Das ASVG entstand, um Landwirte im Konkurrenzkampf um knapp werdende Flächen zu schützen. Dabei hatte der Landtag, als er die geltenden Regelungen 2010 verabschiedete, gar nicht so sehr die Städte und Gemeinden als Konkurrenten der Landwirte im Blick. In der damaligen Gesetzesbegründung wird eine ganz andere Käufergruppe ausdrücklich genannt, vor der heimische Bauern geschützt werden sollten: „Verstärkt seit Mitte der 90er-Jahre ist die Agrarstruktur im deutschen Zollgrenzgebiet zur Schweiz gravierenden Beeinträchtigungen durch Kauf- und Pachtaktivitäten finanzkräftiger Schweizer Landwirte ausgesetzt“, heißt es da. Die Genehmigungspflicht, die den Landhunger von Großinvestoren aus dem Nachbarland einschränken sollte, traf im Ergebnis aber alle, auch die hiesigen Kommunen.

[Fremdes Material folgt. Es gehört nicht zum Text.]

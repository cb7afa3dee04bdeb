//! Anchor-relative decoding of raw network outputs into frame-space boxes.
//!
//! Each offset row `(dx, dy, dw, dh)` is interpreted relative to the prior of
//! the same index: centers shift by `d * center_variance * prior_size` and
//! sizes scale by `exp(d * size_variance)`. Only anchors whose foreground
//! score strictly exceeds the threshold are decoded.

pub(crate) mod scalar;

#[cfg(feature = "rayon")]
pub(crate) mod rayon;

use crate::anchor::AnchorPrior;
use crate::candidate::DetectionCandidate;
use crate::tensor::{TensorView, OFFSET_COLS, SCORE_COLS};
use crate::trace::{trace_event, trace_span};
use crate::util::error::check_unit_interval;
use crate::util::{PriorBoxError, PriorBoxResult};

/// Center variance used by the SSD box encoding at training time.
pub const CENTER_VARIANCE: f32 = 0.1;
/// Size variance used by the SSD box encoding at training time.
pub const SIZE_VARIANCE: f32 = 0.2;

/// Decoder parameters.
///
/// The variances must match the encoding the model was trained with; only
/// change them together with the model.
#[derive(Clone, Copy, Debug, PartialEq)]
pub struct DecodeConfig {
    /// Foreground scores must be strictly greater than this value.
    pub score_threshold: f32,
    /// Scale applied to center offsets.
    pub center_variance: f32,
    /// Scale applied to log-size offsets.
    pub size_variance: f32,
}

impl Default for DecodeConfig {
    fn default() -> Self {
        Self {
            score_threshold: 0.7,
            center_variance: CENTER_VARIANCE,
            size_variance: SIZE_VARIANCE,
        }
    }
}

impl DecodeConfig {
    /// Creates a config with the default variances.
    pub fn with_threshold(score_threshold: f32) -> Self {
        Self {
            score_threshold,
            ..Self::default()
        }
    }

    /// Validates the threshold and variances.
    pub fn validate(&self) -> PriorBoxResult<()> {
        check_unit_interval("score_threshold", self.score_threshold)?;
        if !self.center_variance.is_finite() || self.center_variance <= 0.0 {
            return Err(PriorBoxError::InvalidConfig("center_variance must be finite and > 0"));
        }
        if !self.size_variance.is_finite() || self.size_variance <= 0.0 {
            return Err(PriorBoxError::InvalidConfig("size_variance must be finite and > 0"));
        }
        Ok(())
    }
}

/// Frame dimensions in pixels that decoded boxes are scaled to.
#[derive(Clone, Copy, Debug, PartialEq, Eq)]
pub struct FrameSize {
    /// Frame width in pixels.
    pub width: usize,
    /// Frame height in pixels.
    pub height: usize,
}

impl FrameSize {
    /// Creates a frame size.
    pub fn new(width: usize, height: usize) -> Self {
        Self { width, height }
    }
}

/// Decoder bound to a validated configuration.
#[derive(Clone, Copy, Debug)]
pub struct BoxDecoder {
    cfg: DecodeConfig,
}

impl BoxDecoder {
    /// Creates a decoder, rejecting invalid configurations.
    pub fn new(cfg: DecodeConfig) -> PriorBoxResult<Self> {
        cfg.validate()?;
        Ok(Self { cfg })
    }

    /// Returns the decoder configuration.
    pub fn config(&self) -> &DecodeConfig {
        &self.cfg
    }

    /// Decodes one frame sequentially.
    ///
    /// Candidates come out in ascending anchor order. The whole frame is
    /// rejected when either tensor disagrees with the prior count.
    pub fn decode(
        &self,
        offsets: TensorView<'_>,
        scores: TensorView<'_>,
        priors: &[AnchorPrior],
        frame: FrameSize,
    ) -> PriorBoxResult<Vec<DetectionCandidate>> {
        check_shapes(offsets, scores, priors)?;
        let _span = trace_span!("decode", anchors = priors.len()).entered();
        let out = scalar::decode_rows(offsets, scores, priors, frame, &self.cfg);
        trace_event!("candidates_decoded", count = out.len());
        Ok(out)
    }

    /// Decodes one frame across the rayon thread pool.
    ///
    /// Produces exactly the same candidates in the same order as
    /// [`BoxDecoder::decode`].
    #[cfg(feature = "rayon")]
    pub fn decode_par(
        &self,
        offsets: TensorView<'_>,
        scores: TensorView<'_>,
        priors: &[AnchorPrior],
        frame: FrameSize,
    ) -> PriorBoxResult<Vec<DetectionCandidate>> {
        check_shapes(offsets, scores, priors)?;
        let _span = trace_span!("decode", anchors = priors.len(), parallel = true).entered();
        let out = self::rayon::decode_rows_par(offsets, scores, priors, frame, &self.cfg);
        trace_event!("candidates_decoded", count = out.len());
        Ok(out)
    }
}

/// Decodes flat offset and score buffers against `priors`.
///
/// `offsets` holds `N x 4` values and `scores` holds `N x 2` values, where
/// `N == priors.len()`.
pub fn decode(
    offsets: &[f32],
    scores: &[f32],
    priors: &[AnchorPrior],
    frame: FrameSize,
    score_threshold: f32,
) -> PriorBoxResult<Vec<DetectionCandidate>> {
    let decoder = BoxDecoder::new(DecodeConfig::with_threshold(score_threshold))?;
    decoder.decode(
        TensorView::offsets(offsets)?,
        TensorView::scores(scores)?,
        priors,
        frame,
    )
}

fn check_shapes(
    offsets: TensorView<'_>,
    scores: TensorView<'_>,
    priors: &[AnchorPrior],
) -> PriorBoxResult<()> {
    offsets.expect_shape(priors.len(), OFFSET_COLS)?;
    scores.expect_shape(priors.len(), SCORE_COLS)?;
    Ok(())
}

Nach Ansicht von Bauernverbänden und Stuttgarter Agrarministerium ist diese Regelung weiter unerlässlich. „Dass Landwirte landwirtschaftliche Flächen privilegiert kaufen können, ist enorm wichtig“, sagt Padraig Elser vom Badischen Landwirtschaftlichen Hauptverband (BLHV). Sonst würden sie den Wettbewerb um Ackerflächen gegen finanzkräftigere Mitbieter verlieren.